Thermafleece insulation is being used increasingly in building projects from council estates to single homes, and by the National Trust for renovation. This growing market, which has expanded by 10% this year alone, is fuelled by fears surrounding fibre glass insulations. To this end a new GBP6 million wool research centre at Dinas Mawddwy is being planned.

These new developments are bound to revive an ailing wool industry, which has seen sales decline and prices drop. Sheep breeders have suffered as a result, but new investments promise a brighter future.

A new testing laboratory at Cibyn Industrial Estate in the outskirts of Wales in Caernarfon has been founded by the British Wool Marketing Board (BWMB), which will certainly breathe new life into the UK wool industry. The testing laboratory is a joint venture with New Zealand's Wool Testing Authority (WTA). The enterprise has been funded by a grant provided by the WDA. The new facility, which is worth GBP1.2 million, offers quality assessment of all wool produced in the northern hemisphere. Wales was a logical choice for the location, due to its extensive sheep farming facilities.

22 November 2004

 

 

Wool industry looking for new talent

Wool -- as a fiber and as a fashion element -- has suffered from an out-of-date image. It needed a visual restyling and a new way to present itself to the world. Starting with this premise, an ambitious and imposing talent scout search was launched: the European Wool Awards (EWA). EWA is a biannual competition promoted by Interlaine (the European committee of wool producers), sponsored by the EU, and intended to encourage student creativity in the world of wool.
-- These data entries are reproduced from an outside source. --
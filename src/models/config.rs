//! Application configuration structures.

use std::collections::HashMap;
use std::fs;
use std::path::Path;

use chrono_tz::Tz;
use serde::{Deserialize, Serialize};

use crate::error::{AppError, Result};

/// Root application configuration.
#[derive(Debug, Clone, Serialize, Deserialize, Default)]
pub struct Config {
    /// Published site metadata
    #[serde(default)]
    pub site: SiteConfig,

    /// Search expression sent to the repository API
    #[serde(default)]
    pub search: SearchConfig,

    /// Topic-tag taxonomy rules
    #[serde(default)]
    pub taxonomy: TaxonomyConfig,

    /// HTTP and retry behavior settings
    #[serde(default)]
    pub crawler: CrawlerConfig,

    /// Export output settings
    #[serde(default)]
    pub output: OutputConfig,

    /// Moved repositories: old full name to current full name
    #[serde(default)]
    pub redirect: HashMap<String, String>,
}

impl Config {
    /// Load configuration from a TOML file.
    pub fn load(path: impl AsRef<Path>) -> Result<Self> {
        let content = fs::read_to_string(path)?;
        Ok(toml::from_str(&content)?)
    }

    /// Load configuration or return default if loading fails.
    pub fn load_or_default(path: impl AsRef<Path>) -> Self {
        Self::load(&path).unwrap_or_else(|e| {
            log::warn!(
                "Config load failed from {:?}: {}. Using defaults.",
                path.as_ref(),
                e
            );
            Self::default()
        })
    }

    /// Validate configuration values for basic sanity.
    pub fn validate(&self) -> Result<()> {
        if self.site.title.trim().is_empty() {
            return Err(AppError::validation("site.title is empty"));
        }
        if self.site.url.trim().is_empty() {
            return Err(AppError::validation("site.url is empty"));
        }
        if !self.site.url.ends_with('/') {
            return Err(AppError::validation("site.url must end with '/'"));
        }
        url::Url::parse(&self.site.url)?;
        if self.search.query.trim().is_empty() {
            return Err(AppError::validation("search.query is empty"));
        }
        if self.taxonomy.prefix.trim().is_empty() {
            return Err(AppError::validation("taxonomy.prefix is empty"));
        }
        for value in &self.taxonomy.denylist {
            if value.starts_with(&self.taxonomy.prefix) {
                return Err(AppError::validation(format!(
                    "taxonomy.denylist entry '{value}' must not carry the taxonomy prefix"
                )));
            }
        }
        if self.crawler.user_agent.trim().is_empty() {
            return Err(AppError::validation("crawler.user_agent is empty"));
        }
        if self.crawler.timeout_secs == 0 {
            return Err(AppError::validation("crawler.timeout_secs must be > 0"));
        }
        url::Url::parse(&self.crawler.api_base)?;
        Ok(())
    }
}

/// Published site metadata.
#[derive(Debug, Clone, Serialize, Deserialize, Default)]
pub struct SiteConfig {
    /// Site title, also the top-level feed title
    #[serde(default)]
    pub title: String,

    /// Site description used in feed envelopes
    #[serde(default)]
    pub description: String,

    /// Public base URL of the published site, with trailing slash
    #[serde(default)]
    pub url: String,
}

/// Search request settings.
#[derive(Debug, Clone, Serialize, Deserialize)]
pub struct SearchConfig {
    /// Search expression sent as the `q` parameter
    #[serde(default)]
    pub query: String,

    /// Sort key sent as the `sort` parameter
    #[serde(default = "defaults::sort")]
    pub sort: String,
}

impl Default for SearchConfig {
    fn default() -> Self {
        Self {
            query: String::new(),
            sort: defaults::sort(),
        }
    }
}

/// Topic-tag taxonomy rules.
#[derive(Debug, Clone, Serialize, Deserialize)]
pub struct TaxonomyConfig {
    /// Recognized topic prefix; tags without it are ignored,
    /// tags with it are stripped to form the category
    #[serde(default)]
    pub prefix: String,

    /// Category values reserved for aggregation views, never valid categories
    #[serde(default = "defaults::denylist")]
    pub denylist: Vec<String>,
}

impl Default for TaxonomyConfig {
    fn default() -> Self {
        Self {
            prefix: String::new(),
            denylist: defaults::denylist(),
        }
    }
}

/// HTTP client and retry behavior settings.
#[derive(Debug, Clone, Serialize, Deserialize)]
pub struct CrawlerConfig {
    /// Base URL of the repository API
    #[serde(default = "defaults::api_base")]
    pub api_base: String,

    /// User-Agent header for HTTP requests
    #[serde(default = "defaults::user_agent")]
    pub user_agent: String,

    /// Environment variable holding the bearer token
    #[serde(default = "defaults::token_env")]
    pub token_env: String,

    /// Request timeout in seconds
    #[serde(default = "defaults::timeout")]
    pub timeout_secs: u64,

    /// Backoff before the single retry when Retry-After is absent, in seconds
    #[serde(default = "defaults::retry_default")]
    pub retry_default_secs: u64,
}

impl Default for CrawlerConfig {
    fn default() -> Self {
        Self {
            api_base: defaults::api_base(),
            user_agent: defaults::user_agent(),
            token_env: defaults::token_env(),
            timeout_secs: defaults::timeout(),
            retry_default_secs: defaults::retry_default(),
        }
    }
}

/// Export output settings.
#[derive(Debug, Clone, Serialize, Deserialize)]
pub struct OutputConfig {
    /// Root directory the export tree is written under
    #[serde(default = "defaults::output_root")]
    pub root: String,

    /// Timezone used for display timestamps
    #[serde(default = "defaults::timezone")]
    pub timezone: Tz,
}

impl Default for OutputConfig {
    fn default() -> Self {
        Self {
            root: defaults::output_root(),
            timezone: defaults::timezone(),
        }
    }
}

mod defaults {
    use chrono_tz::Tz;

    // Search defaults
    pub fn sort() -> String {
        "updated".into()
    }

    // Taxonomy defaults
    pub fn denylist() -> Vec<String> {
        // "author" is the author-index directory name
        vec!["author".into()]
    }

    // Crawler defaults
    pub fn api_base() -> String {
        "https://api.github.com".into()
    }
    pub fn user_agent() -> String {
        "topicfeed/0.1".into()
    }
    pub fn token_env() -> String {
        "GITHUB_TOKEN".into()
    }
    pub fn timeout() -> u64 {
        30
    }
    pub fn retry_default() -> u64 {
        180
    }

    // Output defaults
    pub fn output_root() -> String {
        "docs".into()
    }
    pub fn timezone() -> Tz {
        chrono_tz::Asia::Tokyo
    }
}

#[cfg(test)]
mod tests {
    use super::*;

    fn valid_config() -> Config {
        let mut config = Config::default();
        config.site.title = "Repo Station".into();
        config.site.url = "https://example.com/station/".into();
        config.search.query = "topic:station".into();
        config.taxonomy.prefix = "station-".into();
        config
    }

    #[test]
    fn test_validate_ok() {
        assert!(valid_config().validate().is_ok());
    }

    #[test]
    fn test_validate_rejects_missing_trailing_slash() {
        let mut config = valid_config();
        config.site.url = "https://example.com/station".into();
        assert!(config.validate().is_err());
    }

    #[test]
    fn test_validate_rejects_prefixed_denylist() {
        let mut config = valid_config();
        config.taxonomy.denylist = vec!["station-author".into()];
        assert!(config.validate().is_err());
    }

    #[test]
    fn test_parse_toml() {
        let config: Config = toml::from_str(
            r#"
            [site]
            title = "Repo Station"
            description = "Repositories by topic"
            url = "https://example.com/station/"

            [search]
            query = "topic:station"

            [taxonomy]
            prefix = "station-"

            [output]
            timezone = "Asia/Tokyo"

            [redirect]
            "old/name" = "new/name"
            "#,
        )
        .unwrap();

        assert_eq!(config.site.title, "Repo Station");
        assert_eq!(config.search.sort, "updated");
        assert_eq!(config.taxonomy.denylist, vec!["author".to_string()]);
        assert_eq!(config.crawler.retry_default_secs, 180);
        assert_eq!(config.output.timezone, chrono_tz::Asia::Tokyo);
        assert_eq!(config.redirect.get("old/name").unwrap(), "new/name");
    }
}
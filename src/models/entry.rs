//! Canonical entry data structure.

use chrono::{DateTime, Duration, Utc};
use serde::{Deserialize, Serialize};

/// A classified repository, the unit the pipeline operates on.
#[derive(Debug, Clone, Serialize, Deserialize, PartialEq, Eq)]
pub struct Entry {
    /// Stable slug derived from the identity path
    pub id: String,

    /// Display name
    pub title: String,

    /// Taxonomy category, first recognized tag with the prefix stripped
    pub category: String,

    /// Owner login
    pub author: String,

    /// Canonical web URL
    pub html_url: String,

    /// Creation instant
    pub created_at: DateTime<Utc>,

    /// Last push instant
    pub updated_at: DateTime<Utc>,

    /// Creation instant in the display timezone, `YYYY-MM-DD hh:mm:ss`
    pub created_at_display: String,

    /// Last push instant in the display timezone, `YYYY-MM-DD hh:mm:ss`
    pub updated_at_display: String,

    /// Last push instant in RFC 2822 form for RSS `pubDate`
    pub updated_at_rfc2822: String,

    /// Recency bucket for display styling
    pub recency: RecencyClass,
}

impl Entry {
    /// Derive the stable slug for an identity path.
    pub fn slug(full_name: &str) -> String {
        full_name.replace('/', "_")
    }
}

/// Recency bucket derived from the time elapsed since the last update.
///
/// Buckets are keyed by whole elapsed days, half-open on the lower
/// bound: exactly one elapsed day already falls into `OverDay`.
#[derive(Debug, Clone, Copy, Serialize, Deserialize, PartialEq, Eq)]
pub enum RecencyClass {
    /// Updated within the last day
    #[serde(rename = "days-over-0")]
    Current,
    /// Updated one to six days ago
    #[serde(rename = "days-over-1")]
    OverDay,
    /// Updated seven to 29 days ago
    #[serde(rename = "days-over-7")]
    OverWeek,
    /// Updated 30 to 364 days ago
    #[serde(rename = "days-over-30")]
    OverMonth,
    /// Updated a year or more ago
    #[serde(rename = "days-over-365")]
    OverYear,
}

impl RecencyClass {
    /// Bucket an elapsed duration.
    pub fn from_elapsed(elapsed: Duration) -> Self {
        match elapsed.num_days() {
            d if d < 1 => Self::Current,
            d if d < 7 => Self::OverDay,
            d if d < 30 => Self::OverWeek,
            d if d < 365 => Self::OverMonth,
            _ => Self::OverYear,
        }
    }

    /// CSS class name used by the index templates.
    pub fn css_class(&self) -> &'static str {
        match self {
            Self::Current => "days-over-0",
            Self::OverDay => "days-over-1",
            Self::OverWeek => "days-over-7",
            Self::OverMonth => "days-over-30",
            Self::OverYear => "days-over-365",
        }
    }
}

#[cfg(test)]
mod tests {
    use super::*;

    #[test]
    fn test_slug() {
        assert_eq!(Entry::slug("alice/sample-repo"), "alice_sample-repo");
        assert_eq!(Entry::slug("no-separator"), "no-separator");
    }

    #[test]
    fn test_recency_buckets() {
        assert_eq!(
            RecencyClass::from_elapsed(Duration::hours(5)),
            RecencyClass::Current
        );
        assert_eq!(
            RecencyClass::from_elapsed(Duration::days(3)),
            RecencyClass::OverDay
        );
        assert_eq!(
            RecencyClass::from_elapsed(Duration::days(10)),
            RecencyClass::OverWeek
        );
        assert_eq!(
            RecencyClass::from_elapsed(Duration::days(100)),
            RecencyClass::OverMonth
        );
        assert_eq!(
            RecencyClass::from_elapsed(Duration::days(400)),
            RecencyClass::OverYear
        );
    }

    #[test]
    fn test_recency_boundaries_are_half_open() {
        // Exactly one elapsed day is already over the first bucket.
        assert_eq!(
            RecencyClass::from_elapsed(Duration::hours(24)),
            RecencyClass::OverDay
        );
        assert_eq!(
            RecencyClass::from_elapsed(Duration::days(7)),
            RecencyClass::OverWeek
        );
        assert_eq!(
            RecencyClass::from_elapsed(Duration::days(30)),
            RecencyClass::OverMonth
        );
        assert_eq!(
            RecencyClass::from_elapsed(Duration::days(365)),
            RecencyClass::OverYear
        );
    }

    #[test]
    fn test_css_class_names() {
        assert_eq!(RecencyClass::Current.css_class(), "days-over-0");
        assert_eq!(RecencyClass::OverYear.css_class(), "days-over-365");
    }
}
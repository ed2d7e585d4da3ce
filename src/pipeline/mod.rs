//! Pipeline stages for a single crawl-and-publish run.
//!
//! A run is one linear pass: fetch search hits, resolve redirected
//! timestamps, classify into canonical entries, build the aggregation
//! indexes, and export. No state survives between runs.

pub mod classify;
pub mod index;
mod run;

pub use classify::{Classifier, Dropped};
pub use index::{ScopeIndex, build_indexes, entries_for_author, entries_for_category};
pub use run::run_pipeline;
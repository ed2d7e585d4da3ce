// src/services/github.rs

//! Repository search API client.
//!
//! Issues authenticated requests against the search endpoint, follows
//! cursor pagination from the `link` response header, and retries each
//! failed request exactly once after a backoff.

use std::time::Duration;

use regex::Regex;
use reqwest::header::{self, HeaderMap, HeaderValue};
use reqwest::{Client, Response};

use crate::error::{AppError, Result};
use crate::models::{CrawlerConfig, RawSearchItem, RepoTimestamps, SearchPage};

/// Accept header fixed by the API.
const ACCEPT_HEADER: &str = "application/vnd.github+json";

/// API version marker attached to every request.
const API_VERSION: &str = "2022-11-28";

/// Client for the repository search API.
///
/// Authentication, API version, and client identity are fixed at
/// construction and attached to every outbound request, including
/// redirect-resolution requests.
pub struct GitHubClient {
    client: Client,
    api_base: String,
    retry_default: Duration,
}

impl GitHubClient {
    /// Create a new API client from crawler settings and an optional bearer token.
    pub fn new(config: &CrawlerConfig, token: Option<&str>) -> Result<Self> {
        let mut headers = HeaderMap::new();
        headers.insert(header::ACCEPT, HeaderValue::from_static(ACCEPT_HEADER));
        headers.insert(
            "X-GitHub-Api-Version",
            HeaderValue::from_static(API_VERSION),
        );
        if let Some(token) = token {
            let mut value = HeaderValue::from_str(&format!("Bearer {token}"))
                .map_err(|_| AppError::config("bearer token is not a valid header value"))?;
            value.set_sensitive(true);
            headers.insert(header::AUTHORIZATION, value);
        }

        let client = Client::builder()
            .user_agent(&config.user_agent)
            .default_headers(headers)
            .timeout(Duration::from_secs(config.timeout_secs))
            .build()?;

        Ok(Self {
            client,
            api_base: config.api_base.trim_end_matches('/').to_string(),
            retry_default: Duration::from_secs(config.retry_default_secs),
        })
    }

    /// Fetch all search hits for a query, following pagination until exhausted.
    ///
    /// Items are aggregated in page order, item order within page; later
    /// stages treat first-seen as canonical, so this ordering is significant.
    pub async fn search_repositories(
        &self,
        query: &str,
        sort: &str,
    ) -> Result<Vec<RawSearchItem>> {
        let mut url = format!("{}/search/repositories", self.api_base);
        let search_params = [("q", query), ("sort", sort)];
        let mut first_request = true;
        let mut items = Vec::new();
        let mut pages = 0usize;

        loop {
            // Only the first request carries explicit parameters.
            let params = first_request.then_some(search_params.as_slice());
            first_request = false;

            let response = self.get_with_retry(&url, params).await?;
            let next = next_link(response.headers());

            let page: SearchPage = response.json().await?;
            items.extend(page.items);
            pages += 1;

            match next {
                // The next link already encodes all pagination parameters.
                Some(next_url) => url = next_url,
                None => break,
            }
        }

        log::info!("Fetched {} search hits over {} pages", items.len(), pages);
        Ok(items)
    }

    /// Fetch authoritative timestamps for a single repository.
    ///
    /// Used to resolve redirected identity paths before classification.
    pub async fn fetch_repo_timestamps(&self, full_name: &str) -> Result<RepoTimestamps> {
        let url = format!("{}/repos/{}", self.api_base, full_name);
        let response = self.get_with_retry(&url, None).await?;
        Ok(response.json().await?)
    }

    /// Issue a GET request, retrying exactly once on a non-success status.
    ///
    /// The backoff honors a `Retry-After` response header and falls back
    /// to the configured default. This sleep is the only suspension point
    /// in the pipeline; the API is globally rate-limited, so there is
    /// nothing useful to overlap with the wait.
    pub async fn get_with_retry(
        &self,
        url: &str,
        query: Option<&[(&str, &str)]>,
    ) -> Result<Response> {
        let first = self.send(url, query).await?;
        if first.status().is_success() {
            return Ok(first);
        }

        log::warn!("Status: {}, URL: {}", first.status().as_u16(), url);
        let wait = retry_after(first.headers()).unwrap_or(self.retry_default);
        log::debug!("{}", first.text().await.unwrap_or_default());
        log::debug!("Sleeping to retry after {} seconds.", wait.as_secs());
        tokio::time::sleep(wait).await;

        let second = self.send(url, query).await?;
        let status = second.status();
        if status.is_success() {
            log::debug!("Status: {}, URL: {}", status.as_u16(), url);
            return Ok(second);
        }

        log::warn!("Status: {}, URL: {}", status.as_u16(), url);
        log::debug!("{}", second.text().await.unwrap_or_default());
        Err(AppError::fetch(status.as_u16(), url))
    }

    async fn send(&self, url: &str, query: Option<&[(&str, &str)]>) -> Result<Response> {
        let mut request = self.client.get(url);
        if let Some(query) = query {
            request = request.query(query);
        }
        Ok(request.send().await?)
    }
}

/// Extract the `rel="next"` URL from a `link` response header.
fn next_link(headers: &HeaderMap) -> Option<String> {
    let link = headers.get("link")?.to_str().ok()?;
    let pattern = Regex::new(r#"<([^>]+)>; rel="next""#).ok()?;
    pattern
        .captures(link)
        .and_then(|caps| caps.get(1))
        .map(|m| m.as_str().to_string())
}

/// Parse a `Retry-After` header given in seconds.
fn retry_after(headers: &HeaderMap) -> Option<Duration> {
    let value = headers.get("retry-after")?.to_str().ok()?;
    value.trim().parse::<u64>().ok().map(Duration::from_secs)
}

#[cfg(test)]
mod tests {
    use super::*;

    fn header_map(name: &'static str, value: &str) -> HeaderMap {
        let mut headers = HeaderMap::new();
        headers.insert(name, HeaderValue::from_str(value).unwrap());
        headers
    }

    #[test]
    fn test_next_link_present() {
        let headers = header_map(
            "link",
            r#"<https://api.example.com/search?page=2>; rel="next", <https://api.example.com/search?page=5>; rel="last""#,
        );
        assert_eq!(
            next_link(&headers),
            Some("https://api.example.com/search?page=2".to_string())
        );
    }

    #[test]
    fn test_next_link_after_other_relations() {
        // Middle pages list prev before next.
        let headers = header_map(
            "link",
            r#"<https://api.example.com/search?page=1>; rel="prev", <https://api.example.com/search?page=3>; rel="next", <https://api.example.com/search?page=5>; rel="last""#,
        );
        assert_eq!(
            next_link(&headers),
            Some("https://api.example.com/search?page=3".to_string())
        );
    }

    #[test]
    fn test_next_link_absent_on_last_page() {
        let headers = header_map(
            "link",
            r#"<https://api.example.com/search?page=1>; rel="prev", <https://api.example.com/search?page=5>; rel="first""#,
        );
        assert_eq!(next_link(&headers), None);
    }

    #[test]
    fn test_next_link_no_header() {
        assert_eq!(next_link(&HeaderMap::new()), None);
    }

    #[test]
    fn test_retry_after_seconds() {
        let headers = header_map("retry-after", "42");
        assert_eq!(retry_after(&headers), Some(Duration::from_secs(42)));
    }

    #[test]
    fn test_retry_after_invalid() {
        let headers = header_map("retry-after", "soon");
        assert_eq!(retry_after(&headers), None);
    }
}
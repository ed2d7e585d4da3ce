// src/export/feed.rs

//! JSON Feed construction.
//!
//! One feed document per export level, with items projected 1:1 from
//! canonical entries.

use chrono::{DateTime, Utc};
use serde::{Deserialize, Serialize};

use crate::models::Entry;

/// JSON Feed specification version advertised in every envelope.
pub const JSON_FEED_VERSION: &str = "https://jsonfeed.org/version/1.1";

/// File name of the JSON Feed document at every level.
pub const JSON_FEED_FILENAME: &str = "feed.json";

/// JSON Feed envelope for one export level.
#[derive(Debug, Clone, Serialize, Deserialize)]
pub struct JsonFeed {
    pub version: String,
    pub title: String,
    pub home_page_url: String,
    pub feed_url: String,
    pub description: String,
    pub items: Vec<JsonFeedItem>,
}

/// One feed item, projected from an entry.
#[derive(Debug, Clone, Serialize, Deserialize)]
pub struct JsonFeedItem {
    /// The entry's derived slug, not its URL
    pub id: String,
    pub url: String,
    pub title: String,
    pub date_published: DateTime<Utc>,
    pub date_modified: DateTime<Utc>,
}

impl JsonFeed {
    /// Build the feed for one export level.
    ///
    /// `base_url` is the level's public URL with trailing slash; the feed
    /// URL is derived by appending the feed file name.
    pub fn for_level(
        title: impl Into<String>,
        base_url: &str,
        description: impl Into<String>,
        entries: &[&Entry],
    ) -> Self {
        Self {
            version: JSON_FEED_VERSION.to_string(),
            title: title.into(),
            home_page_url: base_url.to_string(),
            feed_url: format!("{base_url}{JSON_FEED_FILENAME}"),
            description: description.into(),
            items: entries.iter().map(|entry| JsonFeedItem::from(*entry)).collect(),
        }
    }
}

impl From<&Entry> for JsonFeedItem {
    fn from(entry: &Entry) -> Self {
        Self {
            id: entry.id.clone(),
            url: entry.html_url.clone(),
            title: entry.title.clone(),
            date_published: entry.created_at,
            date_modified: entry.updated_at,
        }
    }
}
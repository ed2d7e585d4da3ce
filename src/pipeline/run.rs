// src/pipeline/run.rs

//! Full pipeline run.

use std::path::Path;

use chrono::Utc;

use crate::error::Result;
use crate::export::{Exporter, StaticRenderer};
use crate::models::{Config, Entry};
use crate::pipeline::{Classifier, build_indexes};
use crate::services::GitHubClient;

/// Run the full pipeline against the live API and write the export tree.
pub async fn run_pipeline(
    config: &Config,
    client: &GitHubClient,
    output_root: &Path,
) -> Result<()> {
    let now = Utc::now();

    log::info!("Searching repositories: {}", config.search.query);
    let mut items = client
        .search_repositories(&config.search.query, &config.search.sort)
        .await?;

    // Moved repositories keep their original identity, category, and URL;
    // only the timestamps are corrected from the redirect target.
    for item in &mut items {
        if let Some(target) = config.redirect.get(&item.full_name) {
            log::debug!("redirected from {} to {}", item.full_name, target);
            let timestamps = client.fetch_repo_timestamps(target).await?;
            item.created_at = timestamps.created_at;
            item.pushed_at = timestamps.pushed_at;
        }
    }

    let classifier = Classifier::new(&config.taxonomy, config.output.timezone, now);
    let mut entries: Vec<Entry> = Vec::new();
    for item in &items {
        match classifier.classify(item) {
            Ok(entry) => entries.push(entry),
            Err(dropped) => {
                log::debug!("Dropped {}: {}", item.full_name, dropped.reason());
            }
        }
    }
    log::info!("Classified {} of {} hits", entries.len(), items.len());

    let (categories, authors) = build_indexes(&entries);
    log::info!(
        "Indexed {} categories and {} authors",
        categories.len(),
        authors.len()
    );

    let generated_on = now
        .with_timezone(&config.output.timezone)
        .format("%Y-%m-%d")
        .to_string();
    let exporter = Exporter::new(output_root, config.site.clone(), StaticRenderer);
    exporter
        .export(&entries, &categories, &authors, &generated_on)
        .await?;

    log::info!("Export written to {}", output_root.display());
    Ok(())
}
The initiative involves more than 1,000 institutions and universities in 30 countries. Awaiting the winners are 70,000 euros in prize money, internships, and access to movers and shakers in the world. Nine trophies can be won in two focus areas: fashion and design; concept and innovation. There are two stages of selection and the final awards ceremony will take place in Paris on June 18, 2003

"This project¹s mission is to promote wool in an innovative way, making it timely and pro-active," said Luciano Donatelli, president of Interlaine and promoter of the initiative. "The EWA will help young people rediscover the qualities of this fiber that make it so eco-oriented and in tune with today."